The Holocaust
Vyritsa Blood Transfusion Camp: The Forgotten Holocaust Atrocity Near St. Petersburg
Discovery of a mass grave with over 1,300 Jews reveals the hidden horror of a Nazi camp where victims were drained of blood for German soldiers
In the picture: Some of the sacks filled with human bones, at the large mass grave, may Hashem avenge their blood.We have all heard of infamous concentration and extermination camps of Auschwitz-Birkenau, Buchenwald, Bolzano, and Bergen-Belsen. Some may even recognize lesser-known ones such as Ebensee, Plaszow, and others. However, very few have heard of a place called Vyritsa, near St. Petersburg, Russia.
In this location, investigators uncovered a horrifying mass grave: the remains of 1,362 Jews, including 675 infants and children, murdered in an especially cruel way. Their blood was systematically drained from their bodies to provide transfusions for wounded German soldiers fighting at the front.
The Discovery of the Mass Grave
The victims — almost all without visible wounds, were found naked and without shoes by search teams in the village of Novaya Burya, in the Lomonosovsky district near Leningrad.
Special excavation teams sent to the site filled 50 sacks with human remains of skulls and bones. Viktor Ionov, head of the excavation team, told the media: “We dig and dig, and it never ends. Babies and teenagers. Hundreds died here from chronic blood loss. Nearby there was an SS concentration camp. I believe these children were kept alive to provide constant blood transfusions for injured German soldiers and officers.”
Women, Mothers, and the Unborn
“Most of the adult victims were women, including at least three who were pregnant,” Ionov explained. “There were no bullet wounds on the bodies. Only a handful of the victims showed signs of being beaten. For the most part, there is no clear indication of how they died.”
A volunteer named Sergey Bergovoy, who personally helped collect the bones, explained: “The remains were lying in piles. I was completely shocked, despite all my previous experience in excavating mass graves. The hardest thing to digest, and the most mysterious, is that neither the elderly residents nor local historians remember anything about what happened here.”

No Records, No Memories
“There are no records in the military archives. I cannot understand why nobody knows anything at all about this place,” Bergovoy added.

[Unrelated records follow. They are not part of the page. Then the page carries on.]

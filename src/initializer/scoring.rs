//! Symmetric-transfer-error scoring and model selection.
//!
//! Each correspondence is tested in both directions (reference -> target
//! and back). A direction that passes its chi-square bound contributes
//! `bound - chi2` to the model score; a correspondence is an inlier only
//! if both directions pass. Partial score from a passing direction is
//! kept even when the other direction fails.

use nalgebra::{Matrix3, Vector3};
use opencv::core::Point2f;

use crate::error::InitializationError;

/// 95% chi-square bound for 2 DOF (squared pixel reprojection error).
pub const CHI2_2DOF: f64 = 5.991;
/// 95% chi-square bound for 1 DOF (point-to-epipolar-line error).
pub const CHI2_1DOF: f64 = 3.841;
/// Per-direction score ceiling, shared by both models so their totals
/// are comparable in the selection ratio.
pub const SCORE_BOUND: f64 = 5.991;

/// Score and per-correspondence inlier mask for one motion model.
#[derive(Debug, Clone, PartialEq)]
pub struct ModelScore {
    pub score: f64,
    pub inliers: Vec<bool>,
}

impl ModelScore {
    pub fn num_inliers(&self) -> usize {
        self.inliers.iter().filter(|&&b| b).count()
    }
}

/// The motion model chosen by the selector.
#[derive(Debug, Clone, Copy, PartialEq, Eq)]
pub enum ModelChoice {
    Homography,
    Fundamental,
}

/// Squared transfer error of mapping `src` through `h` against `dst`.
///
/// Infinite when the reprojection lands on the plane at infinity.
fn transfer_error(h: &Matrix3<f64>, src: (f64, f64), dst: (f64, f64)) -> f64 {
    let mapped = h * Vector3::new(src.0, src.1, 1.0);
    if mapped.z.abs() < 1e-12 {
        return f64::INFINITY;
    }
    let u = mapped.x / mapped.z;
    let v = mapped.y / mapped.z;
    (dst.0 - u) * (dst.0 - u) + (dst.1 - v) * (dst.1 - v)
}

/// Score a homography by symmetric transfer error.
///
/// Forward reprojects reference points through `h`, backward reprojects
/// target points through `h^-1`. Errors with 2 DOF per direction.
pub fn check_homography(
    ref_points: &[Point2f],
    tar_points: &[Point2f],
    h: &Matrix3<f64>,
    sigma: f64,
) -> Result<ModelScore, InitializationError> {
    debug_assert_eq!(ref_points.len(), tar_points.len());

    let h_inv = h.try_inverse().ok_or_else(|| {
        InitializationError::NumericalDegeneracy("homography is not invertible".into())
    })?;
    let inv_sigma2 = 1.0 / (sigma * sigma);

    let mut score = 0.0;
    let mut inliers = vec![false; ref_points.len()];

    for (i, (rp, tp)) in ref_points.iter().zip(tar_points).enumerate() {
        let p1 = (rp.x as f64, rp.y as f64);
        let p2 = (tp.x as f64, tp.y as f64);
        let mut is_inlier = true;

        let chi2_forward = transfer_error(h, p1, p2) * inv_sigma2;
        if chi2_forward > CHI2_2DOF {
            is_inlier = false;
        } else {
            score += CHI2_2DOF - chi2_forward;
        }

        let chi2_backward = transfer_error(&h_inv, p2, p1) * inv_sigma2;
        if chi2_backward > CHI2_2DOF {
            is_inlier = false;
        } else {
            score += CHI2_2DOF - chi2_backward;
        }

        inliers[i] = is_inlier;
    }

    Ok(ModelScore { score, inliers })
}

/// Squared point-to-epipolar-line distance of `x2` against the line `f * x1`.
fn epipolar_error(f: &Matrix3<f64>, x1: &Vector3<f64>, x2: &Vector3<f64>) -> f64 {
    let line = f * x1;
    let denom = line.x * line.x + line.y * line.y;
    if denom < 1e-20 {
        return f64::INFINITY;
    }
    let num = x2.dot(&line);
    num * num / denom
}

/// Score a fundamental matrix by symmetric epipolar error.
///
/// Forward uses the line `F x1` in the target image; backward uses
/// `F^T x2` in the reference image. Errors with 1 DOF per direction.
pub fn check_fundamental(
    ref_points: &[Point2f],
    tar_points: &[Point2f],
    f: &Matrix3<f64>,
    sigma: f64,
) -> ModelScore {
    debug_assert_eq!(ref_points.len(), tar_points.len());

    let f_t = f.transpose();
    let inv_sigma2 = 1.0 / (sigma * sigma);

    let mut score = 0.0;
    let mut inliers = vec![false; ref_points.len()];

    for (i, (rp, tp)) in ref_points.iter().zip(tar_points).enumerate() {
        let x1 = Vector3::new(rp.x as f64, rp.y as f64, 1.0);
        let x2 = Vector3::new(tp.x as f64, tp.y as f64, 1.0);
        let mut is_inlier = true;

        let chi2_forward = epipolar_error(f, &x1, &x2) * inv_sigma2;
        if chi2_forward > CHI2_1DOF {
            is_inlier = false;
        } else {
            score += SCORE_BOUND - chi2_forward;
        }

        let chi2_backward = epipolar_error(&f_t, &x2, &x1) * inv_sigma2;
        if chi2_backward > CHI2_1DOF {
            is_inlier = false;
        } else {
            score += SCORE_BOUND - chi2_backward;
        }

        inliers[i] = is_inlier;
    }

    ModelScore { score, inliers }
}

/// Pick between the two models by relative homography score.
///
/// `R_H = S_H / (S_H + S_F)`; the threshold is biased toward the
/// homography because near-planar scenes make the fundamental
/// decomposition numerically unstable.
pub fn select_model(
    s_h: f64,
    s_f: f64,
    threshold: f64,
) -> Result<ModelChoice, InitializationError> {
    let total = s_h + s_f;
    if total <= 0.0 {
        return Err(InitializationError::SelectionFailure);
    }
    if s_h / total > threshold {
        Ok(ModelChoice::Homography)
    } else {
        Ok(ModelChoice::Fundamental)
    }
}

#[cfg(test)]
mod tests {
    use super::*;
    use approx::assert_relative_eq;
    use nalgebra::Rotation3;

    fn homography_correspondences(h: &Matrix3<f64>, n: usize) -> (Vec<Point2f>, Vec<Point2f>) {
        let mut refs = Vec::new();
        let mut tars = Vec::new();
        for i in 0..n {
            let x = 50.0 + 30.0 * (i % 10) as f64;
            let y = 40.0 + 25.0 * (i / 10) as f64;
            let m = h * Vector3::new(x, y, 1.0);
            refs.push(Point2f::new(x as f32, y as f32));
            tars.push(Point2f::new((m.x / m.z) as f32, (m.y / m.z) as f32));
        }
        (refs, tars)
    }

    #[test]
    fn test_check_homography_perfect_fit() {
        let h = Matrix3::new(1.0, 0.02, 5.0, -0.01, 0.98, 3.0, 1e-5, 0.0, 1.0);
        let (refs, tars) = homography_correspondences(&h, 30);

        let result = check_homography(&refs, &tars, &h, 1.0).unwrap();
        assert_eq!(result.num_inliers(), 30);
        // f32 storage of the points leaves sub-pixel residuals; the score
        // stays close to the noise-free ceiling.
        assert!(result.score > 30.0 * 2.0 * CHI2_2DOF * 0.95);
    }

    #[test]
    fn test_check_homography_flags_outlier() {
        let h = Matrix3::identity();
        let (mut refs, tars) = homography_correspondences(&h, 10);
        // 10 px displacement: chi2 = 100 in both directions.
        refs[3].x += 10.0;

        let result = check_homography(&refs, &tars, &h, 1.0).unwrap();
        assert!(!result.inliers[3]);
        assert_eq!(result.num_inliers(), 9);
        assert!(result.score > 9.0 * 2.0 * (CHI2_2DOF - 1.0));
    }

    #[test]
    fn test_check_homography_singular_matrix() {
        let h = Matrix3::zeros();
        let refs = vec![Point2f::new(0.0, 0.0)];
        let tars = vec![Point2f::new(0.0, 0.0)];
        assert!(matches!(
            check_homography(&refs, &tars, &h, 1.0),
            Err(InitializationError::NumericalDegeneracy(_))
        ));
    }

    fn skew(v: &Vector3<f64>) -> Matrix3<f64> {
        Matrix3::new(0.0, -v.z, v.y, v.z, 0.0, -v.x, -v.y, v.x, 0.0)
    }

    #[test]
    fn test_check_fundamental_perfect_fit() {
        let k = Matrix3::new(400.0, 0.0, 320.0, 0.0, 400.0, 240.0, 0.0, 0.0, 1.0);
        let k_inv = k.try_inverse().unwrap();
        let rot = Rotation3::from_euler_angles(0.02, -0.03, 0.01);
        let t = Vector3::new(0.3, 0.05, -0.02);
        let f = k_inv.transpose() * skew(&t) * rot.matrix() * k_inv;

        let mut refs = Vec::new();
        let mut tars = Vec::new();
        for i in 0..25 {
            let p = Vector3::new(
                -1.0 + 0.09 * i as f64,
                0.8 - 0.07 * i as f64,
                3.0 + 0.9 * ((i * 3) % 7) as f64,
            );
            let q = rot.matrix() * p + t;
            let u1 = k * (p / p.z);
            let u2 = k * (q / q.z);
            refs.push(Point2f::new(u1.x as f32, u1.y as f32));
            tars.push(Point2f::new(u2.x as f32, u2.y as f32));
        }

        let result = check_fundamental(&refs, &tars, &f, 1.0);
        assert_eq!(result.num_inliers(), 25);
        assert!(result.score > 25.0 * 2.0 * (SCORE_BOUND - 0.5));
    }

    #[test]
    fn test_scoring_is_idempotent() {
        let h = Matrix3::new(1.0, 0.0, 2.0, 0.0, 1.0, -1.0, 0.0, 0.0, 1.0);
        let (refs, tars) = homography_correspondences(&h, 12);

        let a = check_homography(&refs, &tars, &h, 1.0).unwrap();
        let b = check_homography(&refs, &tars, &h, 1.0).unwrap();
        assert_relative_eq!(a.score, b.score);
        assert_eq!(a.inliers, b.inliers);

        let f = Matrix3::new(0.0, -1.0, 240.0, 1.0, 0.0, -320.0, -240.0, 320.0, 0.0);
        let c = check_fundamental(&refs, &tars, &f, 1.0);
        let d = check_fundamental(&refs, &tars, &f, 1.0);
        assert_relative_eq!(c.score, d.score);
        assert_eq!(c.inliers, d.inliers);
    }

    #[test]
    fn test_select_model() {
        assert_eq!(
            select_model(600.0, 400.0, 0.45).unwrap(),
            ModelChoice::Homography
        );
        assert_eq!(
            select_model(300.0, 700.0, 0.45).unwrap(),
            ModelChoice::Fundamental
        );
        assert!(matches!(
            select_model(0.0, 0.0, 0.45),
            Err(InitializationError::SelectionFailure)
        ));
    }
}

One theory suggests the victims may have died of starvation during Russia’s brutal winters in World War II. However, experts have proposed a darker explanation: that the children’s remains came from the notorious ‘Blood Transfusion Camp’ at Vyritsa, near Gatchina, where more than 300 “young prisoners,” from infants up to age 14, were held for a single purpose — to be drained of blood for the Wehrmacht.
A Survivor’s Testimony
In this camp, some small children were allowed to remain with their mothers. One survivor recalled how his sister Elena died there in the clinic: “She begged me, ‘Please, Alexander, take me away from here. I don’t have any blood left.’ But they kept coming back for more. She died the next day.”
Among the remains, excavation experts discovered a tag marked with the number 1410. Its meaning remains a mystery.